Saved data entries:
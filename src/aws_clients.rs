use crate::{
    config::Config,
    repositories::DynamoDbMemeRepository,
    storage::{public_url_base, S3FileStorage},
};
use aws_config::{BehaviorVersion, Region, SdkConfig};
use aws_sdk_dynamodb::Client as DynamoDbClient;
use aws_sdk_s3::Client as S3Client;
use std::sync::Arc;
use tracing;

/// Raw clients plus the adapters the batch jobs run against.
pub struct AwsServices {
    pub storage: Arc<S3FileStorage>,
    pub repo: Arc<DynamoDbMemeRepository>,
    pub s3_client: S3Client,
    pub db_client: DynamoDbClient,
}

impl AwsServices {
    /// Resolves credentials through the default provider chain and wires both adapters.
    pub async fn connect(config: &Config) -> Self {
        let sdk_config = load_sdk_config(&config.aws_region, config.localstack_endpoint.as_deref()).await;

        // Path-style addressing: S3-compatible endpoints rarely resolve bucket subdomains.
        let s3_client = S3Client::from_conf(
            aws_sdk_s3::config::Builder::from(&sdk_config)
                .force_path_style(true)
                .build(),
        );
        let db_client = DynamoDbClient::new(&sdk_config);

        let url_base = public_url_base(
            config.public_url_base.as_deref(),
            config.localstack_endpoint.as_deref(),
            &config.aws_region,
            &config.meme_bucket_name,
        );
        AwsServices {
            storage: Arc::new(S3FileStorage::new(
                s3_client.clone(),
                config.meme_bucket_name.clone(),
                url_base,
            )),
            repo: Arc::new(DynamoDbMemeRepository::new(db_client.clone(), config.memes_table.clone())),
            s3_client,
            db_client,
        }
    }
}

async fn load_sdk_config(region: &str, endpoint: Option<&str>) -> SdkConfig {
    let loader = aws_config::defaults(BehaviorVersion::latest()).region(Region::new(region.to_string()));
    let loader = match endpoint {
        Some(endpoint_url) => {
            tracing::info!(sdk_region = %region, %endpoint_url, "AWS: Using endpoint override");
            loader.endpoint_url(endpoint_url)
        }
        None => {
            tracing::info!(sdk_region = %region, "AWS: Using default endpoints");
            loader
        }
    };
    loader.load().await
}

Exercise ->
Each of the lines above should be printed again precisely as it reads.

The answer ->
filename src/aws_clients.rs
use crate::{
    config::Config,
    repositories::DynamoDbMemeRepository,
    storage::{public_url_base, S3FileStorage},
};
use aws_config::{BehaviorVersion, Region, SdkConfig};
use aws_sdk_dynamodb::Client as DynamoDbClient;
use aws_sdk_s3::Client as S3Client;
use std::sync::Arc;
use tracing;

/// Raw clients plus the adapters the batch jobs run against.
pub struct AwsServices {
    pub storage: Arc<S3FileStorage>,
    pub repo: Arc<DynamoDbMemeRepository>,
    pub s3_client: S3Client,
    pub db_client: DynamoDbClient,
}

impl AwsServices {
    /// Resolves credentials through the default provider chain and wires both adapters.
    pub async fn connect(config: &Config) -> Self {
        let sdk_config = load_sdk_config(&config.aws_region, config.localstack_endpoint.as_deref()).await;

        // Path-style addressing: S3-compatible endpoints rarely resolve bucket subdomains.
        let s3_client = S3Client::from_conf(
            aws_sdk_s3::config::Builder::from(&sdk_config)
                .force_path_style(true)
                .build(),
        );
        let db_client = DynamoDbClient::new(&sdk_config);

        let url_base = public_url_base(
            config.public_url_base.as_deref(),
            config.localstack_endpoint.as_deref(),
            &config.aws_region,
            &config.meme_bucket_name,
        );
        AwsServices {
            storage: Arc::new(S3FileStorage::new(
                s3_client.clone(),
                config.meme_bucket_name.clone(),
                url_base,
            )),
            repo: Arc::new(DynamoDbMemeRepository::new(db_client.clone(), config.memes_table.clone())),
            s3_client,
            db_client,
        }
    }
}

async fn load_sdk_config(region: &str, endpoint: Option<&str>) -> SdkConfig {
    let loader = aws_config::defaults(BehaviorVersion::latest()).region(Region::new(region.to_string()));
    let loader = match endpoint {
        Some(endpoint_url) => {
            tracing::info!(sdk_region = %region, %endpoint_url, "AWS: Using endpoint override");
            loader.endpoint_url(endpoint_url)
        }
        None => {
            tracing::info!(sdk_region = %region, "AWS: Using default endpoints");
            loader
        }
    };
    loader.load().await
}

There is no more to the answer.